Once again, in his speech Wednesday at the United Nations, President Obama revealed the reduced importance of the Israeli-Palestinian conflict on his agenda. He also revealed just how out of touch his entire country is with respect to reality.

The Israel-Palestine conflict was the last specific global issue mentioned by Obama in his address to the UN General Assembly, and his wording was straight out of the playbook. It was also only mentioned briefly and without any hint that the United States would be taking any action at all on the issue.

Here’s what he said:

Leadership will also be necessary to address the conflict between Palestinians and Israelis. As bleak as the landscape appears, America will never give up the pursuit of peace. The situation in Iraq, Syria and Libya should cure anyone of the illusion that this conflict is the main source of problems in the region; for far too long, it has been used in part as a way to distract people from problems at home. And the violence engulfing the region today has made too many Israelis ready to abandon the hard work of peace. But let’s be clear: the status quo in the West Bank and Gaza is not sustainable. We cannot afford to turn away from this effort – not when rockets are fired at innocent Israelis, or the lives of so many Palestinian children are taken from us in Gaza. So long as I am President, we will stand up for the principle that Israelis, Palestinians, the region, and the world will be more just with two states living side by side, in peace and security.

Could this have been any emptier? Just last month, Israel and Hamas were engaged in the biggest uptick in violence since the Second Intifada was in full swing.

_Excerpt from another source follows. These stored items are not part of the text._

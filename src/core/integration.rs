//! CJ-007: Optional integrations — IDE sync and dependency auditing.
//!
//! Each integration is a capability interface with a present and an absent
//! (no-op) implementation. `IntegrationRegistry::probe` selects one per unit
//! from its declared plugins; wiring only ever talks to the trait objects.

use super::error::{Result, Warning};
use super::graph::TaskGraph;
use super::types::*;
use indexmap::IndexMap;
use std::fmt;
use std::path::Path;
use tracing::debug;

pub const IDEA_PLUGIN: &str = "idea";
pub const ECLIPSE_PLUGIN: &str = "eclipse";
pub const EXACT_DEPENDENCIES_PLUGIN: &str = "exact-dependencies";

pub const IDEA_MODULE_TASK: &str = "ideaModule";
pub const ECLIPSE_CLASSPATH_TASK: &str = "eclipseClasspath";
pub const CHECK_UNUSED_DEPENDENCIES_TASK: &str = "checkUnusedDependencies";

// ============================================================================
// IDE sync
// ============================================================================

/// Hooks generation into a unit's IDE metadata sync.
pub trait IdeSync: fmt::Debug {
    /// Make `task` a prerequisite of the unit's IDE sync tasks and record
    /// `generated_dir` in the IDE model.
    fn attach(
        &self,
        graph: &mut TaskGraph,
        unit: &BuildUnit,
        task: &str,
        generated_dir: Option<&Path>,
        config: Option<&mut UnitConfiguration>,
    ) -> Result<()>;
}

/// IDE integration applied to a unit.
#[derive(Debug, Clone, Copy, PartialEq, Eq)]
pub struct PresentIde {
    pub idea: bool,
    pub eclipse: bool,
}

impl IdeSync for PresentIde {
    fn attach(
        &self,
        graph: &mut TaskGraph,
        unit: &BuildUnit,
        task: &str,
        generated_dir: Option<&Path>,
        config: Option<&mut UnitConfiguration>,
    ) -> Result<()> {
        if self.idea {
            let module = external_task(graph, unit, IDEA_MODULE_TASK)?;
            graph.depend(&module, task)?;
            if let (Some(dir), Some(config)) = (generated_dir, config) {
                let idea = config.idea.get_or_insert_with(IdeaModule::default);
                let dir = dir.to_path_buf();
                if !idea.source_dirs.contains(&dir) {
                    idea.source_dirs.push(dir.clone());
                }
                if !idea.generated_source_dirs.contains(&dir) {
                    idea.generated_source_dirs.push(dir);
                }
            }
        }
        if self.eclipse {
            let classpath = external_task(graph, unit, ECLIPSE_CLASSPATH_TASK)?;
            graph.depend(&classpath, task)?;
        }
        Ok(())
    }
}

/// No IDE integration on the unit.
#[derive(Debug, Clone, Copy, Default)]
pub struct AbsentIde;

impl IdeSync for AbsentIde {
    fn attach(
        &self,
        _graph: &mut TaskGraph,
        _unit: &BuildUnit,
        _task: &str,
        _generated_dir: Option<&Path>,
        _config: Option<&mut UnitConfiguration>,
    ) -> Result<()> {
        Ok(())
    }
}

// ============================================================================
// Dependency audit
// ============================================================================

/// Tells an unused-dependency checker to ignore libraries added by wiring.
pub trait DependencyAudit: fmt::Debug {
    fn ignore(
        &self,
        unit: &BuildUnit,
        modules: &[&str],
        config: &mut UnitConfiguration,
    ) -> std::result::Result<(), Warning>;
}

/// Exact-dependencies checker applied to the unit.
#[derive(Debug, Clone, Copy, Default)]
pub struct ExactDependencies;

impl DependencyAudit for ExactDependencies {
    fn ignore(
        &self,
        unit: &BuildUnit,
        modules: &[&str],
        config: &mut UnitConfiguration,
    ) -> std::result::Result<(), Warning> {
        if !unit.has_task(CHECK_UNUSED_DEPENDENCIES_TASK) {
            return Err(Warning::OptionalIntegrationUnavailable {
                integration: EXACT_DEPENDENCIES_PLUGIN.to_string(),
                unit: unit.name.clone(),
                reason: format!("no '{}' task to configure", CHECK_UNUSED_DEPENDENCIES_TASK),
            });
        }
        for module in modules {
            if !config.ignored_unused_dependencies.iter().any(|m| m == module) {
                config.ignored_unused_dependencies.push(module.to_string());
            }
        }
        Ok(())
    }
}

/// No dependency checker on the unit.
#[derive(Debug, Clone, Copy, Default)]
pub struct NoAudit;

impl DependencyAudit for NoAudit {
    fn ignore(
        &self,
        _unit: &BuildUnit,
        _modules: &[&str],
        _config: &mut UnitConfiguration,
    ) -> std::result::Result<(), Warning> {
        Ok(())
    }
}

// ============================================================================
// Registry
// ============================================================================

static ABSENT_IDE: AbsentIde = AbsentIde;
static NO_AUDIT: NoAudit = NoAudit;

/// Integrations selected once per unit.
#[derive(Debug, Default)]
pub struct IntegrationRegistry {
    ide: IndexMap<String, Box<dyn IdeSync>>,
    audit: IndexMap<String, Box<dyn DependencyAudit>>,
}

impl IntegrationRegistry {
    /// A registry where every unit gets the no-op variants.
    pub fn empty() -> Self {
        Self::default()
    }

    /// Probe the declared plugins of the root and every child.
    pub fn probe(project: &Project) -> Self {
        let mut registry = Self::empty();
        for unit in std::iter::once(&project.root).chain(project.children.values()) {
            let idea = unit.has_plugin(IDEA_PLUGIN);
            let eclipse = unit.has_plugin(ECLIPSE_PLUGIN);
            if idea || eclipse {
                debug!(unit = %unit.name, idea, eclipse, "IDE integration present");
                registry = registry.with_ide(&unit.name, Box::new(PresentIde { idea, eclipse }));
            }
            if unit.has_plugin(EXACT_DEPENDENCIES_PLUGIN) {
                debug!(unit = %unit.name, "dependency audit present");
                registry = registry.with_audit(&unit.name, Box::new(ExactDependencies));
            }
        }
        registry
    }

    pub fn with_ide(mut self, unit: &str, ide: Box<dyn IdeSync>) -> Self {
        self.ide.insert(unit.to_string(), ide);
        self
    }

    pub fn with_audit(mut self, unit: &str, audit: Box<dyn DependencyAudit>) -> Self {
        self.audit.insert(unit.to_string(), audit);
        self
    }

    pub fn ide(&self, unit: &str) -> &dyn IdeSync {
        match self.ide.get(unit) {
            Some(ide) => ide.as_ref(),
            None => &ABSENT_IDE,
        }
    }

    pub fn audit(&self, unit: &str) -> &dyn DependencyAudit {
        match self.audit.get(unit) {
            Some(audit) => audit.as_ref(),
            None => &NO_AUDIT,
        }
    }
}

/// Return (registering if needed) a task owned by the surrounding build.
pub fn external_task(graph: &mut TaskGraph, unit: &BuildUnit, name: &str) -> Result<String> {
    let path = task_path(&unit.name, name);
    graph.ensure(&path, || WorkItem::new(&unit.name, name, Action::External))
}
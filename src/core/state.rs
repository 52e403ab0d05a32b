//! CJ-011: Fingerprint state — load, save (atomic), path derivation.

use super::error::{Error, Result};
use indexmap::IndexMap;
use serde::{Deserialize, Serialize};
use std::path::{Path, PathBuf};

/// State file name under the root unit's build directory.
pub const STATE_FILE: &str = "conjurer-state.yaml";

/// Recorded outcome of one work item.
#[derive(Debug, Clone, PartialEq, Serialize, Deserialize)]
pub struct TaskRecord {
    /// Input fingerprint the outputs were produced from
    pub fingerprint: String,

    /// Fingerprint of the outputs after the run
    pub outputs: String,

    #[serde(default, skip_serializing_if = "Option::is_none")]
    pub duration_seconds: Option<f64>,
}

/// Persisted fingerprints for every executed work item.
#[derive(Debug, Clone, PartialEq, Serialize, Deserialize)]
pub struct BuildState {
    pub schema: String,
    pub generator: String,
    pub root: String,
    #[serde(default)]
    pub tasks: IndexMap<String, TaskRecord>,
}

impl BuildState {
    pub fn new(root: &str) -> Self {
        Self {
            schema: "1.0".to_string(),
            generator: format!("conjurer {}", env!("CARGO_PKG_VERSION")),
            root: root.to_string(),
            tasks: IndexMap::new(),
        }
    }

    pub fn record(&self, task: &str) -> Option<&TaskRecord> {
        self.tasks.get(task)
    }
}

/// Derive the state file path from the root unit's build directory.
pub fn state_file_path(build_dir: &Path) -> PathBuf {
    build_dir.join(STATE_FILE)
}

/// Load the state file. Returns None if it doesn't exist.
pub fn load_state(build_dir: &Path) -> Result<Option<BuildState>> {
    let path = state_file_path(build_dir);
    if !path.exists() {
        return Ok(None);
    }
    let content = std::fs::read_to_string(&path).map_err(|e| Error::io("cannot read", &path, e))?;
    let state: BuildState = serde_yaml_ng::from_str(&content)
        .map_err(|e| Error::Manifest(format!("invalid state file {}: {}", path.display(), e)))?;
    Ok(Some(state))
}

/// Save the state file atomically (write to temp, then rename).
pub fn save_state(build_dir: &Path, state: &BuildState) -> Result<()> {
    std::fs::create_dir_all(build_dir).map_err(|e| Error::io("cannot create dir", build_dir, e))?;
    let path = state_file_path(build_dir);

    let yaml = serde_yaml_ng::to_string(state)
        .map_err(|e| Error::Manifest(format!("cannot encode state: {}", e)))?;

    let tmp_path = path.with_extension("yaml.tmp");
    std::fs::write(&tmp_path, &yaml).map_err(|e| Error::io("cannot write", &tmp_path, e))?;
    std::fs::rename(&tmp_path, &path).map_err(|e| Error::io("cannot rename", &tmp_path, e))?;
    Ok(())
}
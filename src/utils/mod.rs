use anyhow::{Context, Result};
use tracing_subscriber::EnvFilter;

use creational_patterns::builders::director::Director;
use creational_patterns::builders::meal::MealKind;
use creational_patterns::core::config::{ConfigFormat, get_config};
use creational_patterns::core::database::new_database;

/// Picks the log filter directive for the demo binary.
///
/// `RUST_LOG` wins when set. Otherwise `--verbose` forces `debug` and the
/// singleton's logger level is used.
fn filter_directive(verbose: bool, rust_log: Option<String>) -> String {
    match rust_log {
        Some(directive) => directive,
        None if verbose => "debug".to_string(),
        None => get_config().logger().level.clone(),
    }
}

/// Installs the `tracing` formatter, writing to stderr.
pub fn init_logging(verbose: bool) {
    let directive = filter_directive(verbose, std::env::var("RUST_LOG").ok());

    // Ignore error if a subscriber is already set.
    let _ = tracing_subscriber::fmt()
        .with_env_filter(EnvFilter::new(directive))
        .with_writer(std::io::stderr)
        .try_init();
}

fn meal_report(kind: MealKind, drink: &str, main_course: &str, dessert: &str) -> String {
    let mut director = Director::new(kind.builder());
    let meal = director.construct(drink, main_course, dessert);
    format!("🍽  {kind} meal: {meal}")
}

fn client_report(tag: &str) -> Result<String> {
    let database = new_database(tag)?;
    let client = database.client()?;
    serde_json::to_string_pretty(&client).context("Failed to serialize client")
}

pub fn build_meal(kind: MealKind, drink: &str, main_course: &str, dessert: &str) -> Result<()> {
    println!("{}", meal_report(kind, drink, main_course, dessert));
    Ok(())
}

pub fn open_database(tag: &str) -> Result<()> {
    println!("{}", client_report(tag)?);
    Ok(())
}

pub fn show_config(format: ConfigFormat) -> Result<()> {
    println!("{}", get_config().render(format)?);
    Ok(())
}

#[cfg(test)]
mod tests {
    use super::*;

    #[test]
    fn test_filter_prefers_rust_log() {
        assert_eq!(
            filter_directive(true, Some("warn".to_string())),
            "warn"
        );
    }

    #[test]
    fn test_filter_verbose_forces_debug() {
        assert_eq!(filter_directive(true, None), "debug");
    }

    #[test]
    fn test_filter_defaults_to_config_level() {
        assert_eq!(filter_directive(false, None), get_config().logger().level);
        assert_eq!(filter_directive(false, None), "debug");
    }

    #[test]
    fn test_meal_report_names_kind_and_courses() {
        let report = meal_report(MealKind::Kids, "Milk", "Pasta", "Cookie");
        assert!(report.ends_with("kids meal: Milk / Pasta / Cookie"));
    }

    #[test]
    fn test_client_report_is_json_for_tag() {
        let report = client_report("postgres").unwrap();
        let json: serde_json::Value = serde_json::from_str(&report).unwrap();
        assert_eq!(json["db_type"], "postgres");
        assert!(json["session_id"].is_string());
    }

    #[test]
    fn test_open_database_rejects_unknown_tag() {
        let err = open_database("oracle").unwrap_err();
        assert_eq!(err.to_string(), "unsupported database type: oracle");
    }
}
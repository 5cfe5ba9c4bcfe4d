//! Demonstrations of three creational design patterns.
//!
//! * Builder: [`builders::meal`] and [`builders::director`] assemble a
//!   [`Meal`] step by step.
//! * Factory: [`crate::core::database::new_database`] maps a tag to a
//!   [`Database`] handle.
//! * Singleton: [`crate::core::config::get_config`] lazily builds one shared
//!   [`Config`].
//!
//! The components are independent of each other and share no state.
//!
//! ```
//! use creational_patterns::{Director, get_config, new_database, new_vegetarian_meal};
//!
//! let mut director = Director::new(new_vegetarian_meal());
//! let meal = director.construct("Juice", "Salad", "Fruit");
//! assert_eq!(meal.main_course, "Salad");
//!
//! assert!(new_database("postgres").is_ok());
//! assert!(new_database("oracle").is_err());
//!
//! assert!(std::ptr::eq(get_config(), get_config()));
//! ```
pub mod builders;
pub mod core;


pub use crate::builders::director::Director;
pub use crate::builders::meal::{KidsMeal, Meal, MealBuilder, MealKind, VegetarianMeal, new_kids_meal, new_vegetarian_meal};
pub use crate::core::config::{Config, ConfigFormat, get_config};
pub use crate::core::database::{Client, Database, DbType, new_database};
pub use crate::core::error::UnsupportedTypeError;
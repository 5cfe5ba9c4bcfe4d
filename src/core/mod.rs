// This file is the module declaration file for the `core` module.
// It declares the Factory and Singleton components and the error type
// they share with callers.

// `config` module:
// The process-wide `Config` singleton. `get_config()` builds it exactly once,
// even under concurrent first access, and returns the same instance forever.
pub mod config;

// `database` module:
// The database factory. `new_database(tag)` maps `"mysql"` / `"postgres"`
// to a fresh `Database` handle.
pub mod database;

// `error` module:
// `UnsupportedTypeError`, returned by the factory for unknown tags.
pub mod error;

The message from Obama comes through, though: We’re no longer interested in forcing the parties to the table. The subtext behind that is a US surrender to the stubbornness of the far-right wing government running Israel these days. The US will stop pressuring Israel for talks, and indeed, it already has. The question this raises, of course, is how the Obama administration will respond when and if the Palestinian Authority makes good on its repeated threats to bring this issue to the UN and the International Criminal Court.

In such a case, Obama will undoubtedly condemn the Palestinians’ “unilateral action”de facto US policy dictates that when the Palestinians take action, it is to be condemned, but when Israel does the same thing, it is, at worst, “unhelpful.” Yet the real question for the Palestinians is whether the United States will have any other response outside of some pro forma public statement. Obama’s hands-off approach seems to imply that it will not, though Palestinian President Mahmoud Abbas would be unwise to count on that.

But there’s another piece of this statement worth examining. Obama said, as he has many times, that the situation is unsustainable. He also notes that one myth that has long been held by many has been exposed as false by recent events: the notion that Palestine is the key source of instability in the region.

Obama is correct about the exposed old myth, but he merely spouts another in its place. Of course the occupation will not remain the same as it is today. It has changed some of its characteristics, almost always to the detriment of the Palestinians, many times since 1967. But the essence of the matter, the relationship between an occupying power and an occupied people locked in a conflict over land, rights, narratives, nationalism and competing claims of justice, has endured quite well over those years.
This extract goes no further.